**** SUPPLIED DATA ****

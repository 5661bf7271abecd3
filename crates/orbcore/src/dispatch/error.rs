// SPDX-License-Identifier: Apache-2.0 OR MIT
// Copyright (c) 2025-2026 naskel.com

//! Error types for operation dispatch.

use crate::codec::{ExceptionCodecError, MarshalError};
use std::fmt;

/// Result type for dispatch operations.
pub type DispatchResult<T> = Result<T, DispatchError>;

/// Errors that abort a dispatched call without a reply.
///
/// Everything here is a transport-level fault from the caller's point
/// of view; only declared exceptions travel as structured replies, and
/// those never surface as a `DispatchError`.
#[derive(Debug)]
pub enum DispatchError {
    /// The method name is absent from the operation table. Rejected
    /// before any decode or handler invocation.
    UnknownOperation(String),

    /// Two operations with the same name at construction time.
    DuplicateOperation(String),

    /// Argument decoding or result encoding failed.
    Marshal(MarshalError),

    /// Encoding a declared exception reply failed.
    ExceptionCodec(ExceptionCodecError),

    /// A handler raised an exception not in the operation's contract.
    UndeclaredException {
        operation: String,
        exception_id: String,
    },

    /// A handler failed in a way its contract does not cover.
    HandlerFault(String),
}

impl fmt::Display for DispatchError {
    fn fmt(&self, f: &mut fmt::Formatter<'_>) -> fmt::Result {
        match self {
            Self::UnknownOperation(name) => write!(f, "Unknown operation: {}", name),
            Self::DuplicateOperation(name) => {
                write!(f, "Duplicate operation in table: {}", name)
            }
            Self::Marshal(e) => write!(f, "Dispatch marshaling failed: {}", e),
            Self::ExceptionCodec(e) => write!(f, "Exception reply encoding failed: {}", e),
            Self::UndeclaredException {
                operation,
                exception_id,
            } => write!(
                f,
                "Operation '{}' raised undeclared exception '{}'",
                operation, exception_id
            ),
            Self::HandlerFault(msg) => write!(f, "Handler fault: {}", msg),
        }
    }
}

impl std::error::Error for DispatchError {
    fn source(&self) -> Option<&(dyn std::error::Error + 'static)> {
        match self {
            Self::Marshal(e) => Some(e),
            Self::ExceptionCodec(e) => Some(e),
            _ => None,
        }
    }
}

impl From<MarshalError> for DispatchError {
    fn from(e: MarshalError) -> Self {
        Self::Marshal(e)
    }
}

impl From<ExceptionCodecError> for DispatchError {
    fn from(e: ExceptionCodecError) -> Self {
        Self::ExceptionCodec(e)
    }
}
// SPDX-License-Identifier: Apache-2.0 OR MIT
// Copyright (c) 2025-2026 naskel.com

//! Process-wide runtime context.
//!
//! Owns the shared [`TypeRegistry`] and hands it to codec users and
//! dispatcher builders at construction, so descriptor caching stays an
//! explicit object instead of hidden global state.

use crate::typedesc::{RegistryError, TypeDescriptor, TypeRegistry};
use std::sync::Arc;

/// Runtime context hosting the shared type descriptor registry.
///
/// Constructed once at startup; passed by `Arc` to every component that
/// encodes, decodes, or dispatches.
#[derive(Debug)]
pub struct Runtime {
    registry: Arc<TypeRegistry>,
}

impl Runtime {
    /// Create a runtime with an empty registry.
    pub fn new() -> Arc<Self> {
        Arc::new(Self {
            registry: Arc::new(TypeRegistry::new()),
        })
    }

    /// The shared type descriptor registry.
    pub fn registry(&self) -> &Arc<TypeRegistry> {
        &self.registry
    }

    /// Shorthand for [`TypeRegistry::descriptor_for`].
    pub fn descriptor_for(&self, type_id: &str) -> Result<Arc<TypeDescriptor>, RegistryError> {
        self.registry.descriptor_for(type_id)
    }
}

#[cfg(test)]
mod tests {
    use super::*;
    use crate::typedesc::{PrimitiveKind, TypeDescriptorBuilder};

    #[test]
    fn runtime_shares_one_registry() {
        let runtime = Runtime::new();
        runtime.registry().register("IDL:Test/T:1.0", |_reg| {
            TypeDescriptorBuilder::new("IDL:Test/T:1.0", "T")
                .field("v", PrimitiveKind::U32)
                .build()
        });

        let a = runtime.descriptor_for("IDL:Test/T:1.0").unwrap();
        let b = runtime.registry().descriptor_for("IDL:Test/T:1.0").unwrap();
        assert!(Arc::ptr_eq(&a, &b));
    }
}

****

TASK PROMPT
Write out the records above exactly, from the opening line to the line with "use std::fmt;", including both, with nothing added.

TASK ANSWER
repository 5661bf7271abecd3
filename crates/orbcore/src/dispatch/error.rs
// SPDX-License-Identifier: Apache-2.0 OR MIT
// Copyright (c) 2025-2026 naskel.com

//! Error types for operation dispatch.

use crate::codec::{ExceptionCodecError, MarshalError};
use std::fmt;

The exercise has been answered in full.